Please filter the listing for the string "below" and copy each matching line.

::::::::

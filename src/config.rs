//! Defaults and serializable configuration for a drop-and-settle run.

use std::path::{Path, PathBuf};

use glam::Vec3;
use serde::{Deserialize, Serialize};

use crate::{
    backend::ConnectionMode,
    core::types::BodyMaterial,
    error::{HarnessError, Result},
    model::assets::BUILTIN_PLANE,
    utils::math::linspace,
};

/// Default gravity vector applied in the simulation (Z-up).
pub const DEFAULT_GRAVITY: [f32; 3] = [0.0, 0.0, -9.81];

/// Default integration timestep (in seconds).
pub const DEFAULT_TIME_STEP: f32 = 1.0 / 480.0;

/// Declared sample frequency in Hz. Not consulted by the stepping loop.
pub const DEFAULT_SAMPLE_FREQUENCY_HZ: f32 = 1000.0;

/// Number of sub-threshold steps after which a trial counts as settled.
pub const DEFAULT_SETTLE_STEPS: u32 = 150;

/// Height below which a step counts towards settling.
pub const DEFAULT_SETTLE_THRESHOLD: f32 = 0.01;

/// Real-time pacing delay between steps in interactive mode (seconds).
pub const DEFAULT_STEP_DELAY: f32 = 1.0 / 4800.0;

/// Longest accepted pacing delay between steps (seconds).
pub const MAX_STEP_DELAY: f32 = 1.0;

/// Lowest drop height of the reference sweep (meters).
pub const DEFAULT_HEIGHT_START: f32 = 1.0;

/// Highest drop height of the reference sweep (meters).
pub const DEFAULT_HEIGHT_END: f32 = 1.5;

/// Number of evenly spaced heights in the reference sweep.
pub const DEFAULT_HEIGHT_COUNT: usize = 3;

/// Trials run at every height of the reference sweep.
pub const DEFAULT_TRIALS_PER_HEIGHT: usize = 1;

/// Falling object model used when nothing else is configured.
pub const DEFAULT_OBJECT_MODEL: &str = "assets/thingy53/thingy53.urdf";

/// Global simulation parameters pushed to the backend once per session.
#[derive(Debug, Clone, PartialEq, Serialize, Deserialize)]
#[serde(default)]
pub struct SimulationConfig {
    pub time_step: f32,
    pub gravity: Vec3,
    pub sample_frequency_hz: f32,
    /// Extra directory searched for models. `None` uses the backend's built-in data.
    pub search_path: Option<PathBuf>,
}

impl Default for SimulationConfig {
    fn default() -> Self {
        Self {
            time_step: DEFAULT_TIME_STEP,
            gravity: Vec3::from_array(DEFAULT_GRAVITY),
            sample_frequency_hz: DEFAULT_SAMPLE_FREQUENCY_HZ,
            search_path: None,
        }
    }
}

/// How one body of the scene is loaded and which material it receives.
#[derive(Debug, Clone, PartialEq, Serialize, Deserialize)]
#[serde(default)]
pub struct BodyConfig {
    pub model: PathBuf,
    pub use_inertia_from_file: bool,
    pub use_fixed_base: bool,
    pub material: BodyMaterial,
}

impl BodyConfig {
    /// Reference falling object: inertia from file, low friction, mild bounce.
    pub fn reference_object() -> Self {
        Self {
            model: PathBuf::from(DEFAULT_OBJECT_MODEL),
            use_inertia_from_file: true,
            use_fixed_base: false,
            material: BodyMaterial {
                linear_damping: Some(0.1),
                angular_damping: Some(0.02),
                lateral_friction: Some(0.001),
                rolling_friction: Some(0.001),
                spinning_friction: Some(0.001),
                restitution: Some(0.3),
            },
        }
    }

    /// Reference ground plane from the backend's built-in assets.
    pub fn reference_plane() -> Self {
        Self {
            model: PathBuf::from(BUILTIN_PLANE),
            use_inertia_from_file: false,
            use_fixed_base: true,
            material: BodyMaterial {
                linear_damping: Some(0.01),
                angular_damping: Some(0.02),
                restitution: Some(0.4),
                ..BodyMaterial::default()
            },
        }
    }
}

impl Default for BodyConfig {
    fn default() -> Self {
        Self::reference_object()
    }
}

/// The two bodies of a drop scene.
#[derive(Debug, Clone, PartialEq, Serialize, Deserialize)]
#[serde(default)]
pub struct SceneConfig {
    pub object: BodyConfig,
    pub plane: BodyConfig,
}

impl Default for SceneConfig {
    fn default() -> Self {
        Self {
            object: BodyConfig::reference_object(),
            plane: BodyConfig::reference_plane(),
        }
    }
}

/// Parameters of the settling heuristic.
#[derive(Debug, Clone, PartialEq, Serialize, Deserialize)]
#[serde(default)]
pub struct SettleConfig {
    pub steps: u32,
    pub threshold: f32,
    /// Upper bound on steps per trial. `None` steps until settled.
    pub max_steps_per_trial: Option<u64>,
}

impl Default for SettleConfig {
    fn default() -> Self {
        Self {
            steps: DEFAULT_SETTLE_STEPS,
            threshold: DEFAULT_SETTLE_THRESHOLD,
            max_steps_per_trial: None,
        }
    }
}

/// Height grid and trial count of a sweep.
#[derive(Debug, Clone, PartialEq, Serialize, Deserialize)]
#[serde(default)]
pub struct SweepConfig {
    pub height_start: f32,
    pub height_end: f32,
    pub height_count: usize,
    /// Explicit heights. Takes precedence over the evenly spaced grid.
    pub heights: Option<Vec<f32>>,
    pub trials_per_height: usize,
    pub seed: Option<u64>,
}

impl SweepConfig {
    /// Heights to sweep, in order.
    pub fn heights(&self) -> Vec<f32> {
        match &self.heights {
            Some(explicit) => explicit.clone(),
            None => linspace(self.height_start, self.height_end, self.height_count),
        }
    }
}

impl Default for SweepConfig {
    fn default() -> Self {
        Self {
            height_start: DEFAULT_HEIGHT_START,
            height_end: DEFAULT_HEIGHT_END,
            height_count: DEFAULT_HEIGHT_COUNT,
            heights: None,
            trials_per_height: DEFAULT_TRIALS_PER_HEIGHT,
            seed: None,
        }
    }
}

/// Everything a full run needs. `Default` reproduces the reference sweep.
#[derive(Debug, Clone, PartialEq, Serialize, Deserialize)]
#[serde(default)]
pub struct HarnessConfig {
    pub mode: ConnectionMode,
    /// Pacing delay between steps in interactive mode. Ignored when headless.
    pub step_delay: f32,
    pub simulation: SimulationConfig,
    pub scene: SceneConfig,
    pub settle: SettleConfig,
    pub sweep: SweepConfig,
}

impl Default for HarnessConfig {
    fn default() -> Self {
        Self {
            mode: ConnectionMode::Direct,
            step_delay: DEFAULT_STEP_DELAY,
            simulation: SimulationConfig::default(),
            scene: SceneConfig::default(),
            settle: SettleConfig::default(),
            sweep: SweepConfig::default(),
        }
    }
}

impl HarnessConfig {
    /// Parses a TOML document. Missing tables and keys fall back to defaults.
    pub fn from_toml_str(source: &str) -> Result<Self> {
        let config: Self =
            toml::from_str(source).map_err(|err| HarnessError::Config(err.to_string()))?;
        config.validate()?;
        Ok(config)
    }

    /// Reads and parses a TOML file.
    pub fn load(path: impl AsRef<Path>) -> Result<Self> {
        let source = std::fs::read_to_string(path.as_ref())?;
        Self::from_toml_str(&source)
    }

    pub fn validate(&self) -> Result<()> {
        let sim = &self.simulation;
        if !(sim.time_step.is_finite() && sim.time_step > 0.0) {
            return Err(HarnessError::Config(format!(
                "time_step must be positive, got {}",
                sim.time_step
            )));
        }
        if !sim.gravity.is_finite() {
            return Err(HarnessError::Config("gravity must be finite".into()));
        }
        if self.settle.steps == 0 {
            return Err(HarnessError::Config("settle.steps must be at least 1".into()));
        }
        if !self.settle.threshold.is_finite() {
            return Err(HarnessError::Config("settle.threshold must be finite".into()));
        }
        if !(0.0..=MAX_STEP_DELAY).contains(&self.step_delay) {
            return Err(HarnessError::Config(format!(
                "step_delay must be within [0, {MAX_STEP_DELAY}] s, got {}",
                self.step_delay
            )));
        }

        let sweep = &self.sweep;
        match &sweep.heights {
            Some(heights) => {
                if heights.iter().any(|h| !h.is_finite()) {
                    return Err(HarnessError::Config("heights must be finite".into()));
                }
            }
            None => {
                if sweep.height_count == 0 {
                    return Err(HarnessError::Config("sweep.height_count must be at least 1".into()));
                }
                if sweep.height_end < sweep.height_start {
                    return Err(HarnessError::Config(format!(
                        "sweep range is inverted: {} > {}",
                        sweep.height_start, sweep.height_end
                    )));
                }
            }
        }
        Ok(())
    }
}
//! Per-trial state: the drop pose and the settling counter.

use std::f32::consts::TAU;

use glam::{Quat, Vec3};
use rand::{rngs::StdRng, Rng, SeedableRng};
use serde::{Deserialize, Serialize};

use crate::{
    config::{DEFAULT_SETTLE_STEPS, DEFAULT_SETTLE_THRESHOLD},
    core::types::Pose,
    utils::math::quat_from_euler,
};

/// Roll, pitch and yaw in radians.
#[derive(Debug, Clone, Copy, Default, PartialEq, Serialize, Deserialize)]
pub struct EulerAngles {
    pub roll: f32,
    pub pitch: f32,
    pub yaw: f32,
}

impl EulerAngles {
    pub fn new(roll: f32, pitch: f32, yaw: f32) -> Self {
        Self { roll, pitch, yaw }
    }

    pub fn to_quat(&self) -> Quat {
        quat_from_euler(self.roll, self.pitch, self.yaw)
    }

    pub fn to_array(&self) -> [f32; 3] {
        [self.roll, self.pitch, self.yaw]
    }
}

/// Draws drop orientations, each angle independently uniform on `[0, 2π)`.
#[derive(Debug, Clone)]
pub struct OrientationSampler {
    rng: StdRng,
}

impl OrientationSampler {
    pub fn from_seed(seed: u64) -> Self {
        Self {
            rng: StdRng::seed_from_u64(seed),
        }
    }

    pub fn from_entropy() -> Self {
        Self {
            rng: StdRng::from_entropy(),
        }
    }

    /// Seeded when `seed` is given, OS entropy otherwise.
    pub fn new(seed: Option<u64>) -> Self {
        match seed {
            Some(seed) => Self::from_seed(seed),
            None => Self::from_entropy(),
        }
    }

    pub fn sample(&mut self) -> EulerAngles {
        EulerAngles {
            roll: self.sample_angle(),
            pitch: self.sample_angle(),
            yaw: self.sample_angle(),
        }
    }

    fn sample_angle(&mut self) -> f32 {
        let angle = self.rng.gen_range(0.0..TAU);
        // f32 rounding can land exactly on the open upper bound.
        if angle >= TAU {
            0.0
        } else {
            angle
        }
    }
}

/// One drop: fixed horizontal origin, requested height, random orientation.
#[derive(Debug, Clone, Copy, PartialEq, Serialize, Deserialize)]
pub struct DropTrial {
    pub height: f32,
    pub index: usize,
    pub euler: EulerAngles,
}

impl DropTrial {
    pub fn new(height: f32, index: usize, euler: EulerAngles) -> Self {
        Self {
            height,
            index,
            euler,
        }
    }

    pub fn sample(height: f32, index: usize, sampler: &mut OrientationSampler) -> Self {
        Self::new(height, index, sampler.sample())
    }

    pub fn position(&self) -> Vec3 {
        Vec3::new(0.0, 0.0, self.height)
    }

    pub fn initial_pose(&self) -> Pose {
        Pose::new(self.position(), self.euler.to_quat())
    }
}

/// Cumulative settling counter.
///
/// Every observation strictly below the threshold consumes one step of the
/// budget. Observations at or above it leave the counter untouched, so the
/// steps need not be consecutive.
#[derive(Debug, Clone, Copy, PartialEq)]
pub struct SettlingState {
    remaining: u32,
    threshold: f32,
}

impl Default for SettlingState {
    fn default() -> Self {
        Self::new(DEFAULT_SETTLE_STEPS, DEFAULT_SETTLE_THRESHOLD)
    }
}

impl SettlingState {
    pub fn new(steps: u32, threshold: f32) -> Self {
        Self {
            remaining: steps,
            threshold,
        }
    }

    pub fn remaining(&self) -> u32 {
        self.remaining
    }

    pub fn threshold(&self) -> f32 {
        self.threshold
    }

    pub fn is_settled(&self) -> bool {
        self.remaining == 0
    }

    /// Records one step's height. Returns `true` if the counter moved.
    pub fn observe(&mut self, height: f32) -> bool {
        if self.remaining > 0 && height < self.threshold {
            self.remaining -= 1;
            true
        } else {
            false
        }
    }
}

::::::::

EXERCISE RESULT =>
/// Height below which a step counts towards settling.
/// Every observation strictly below the threshold consumes one step of the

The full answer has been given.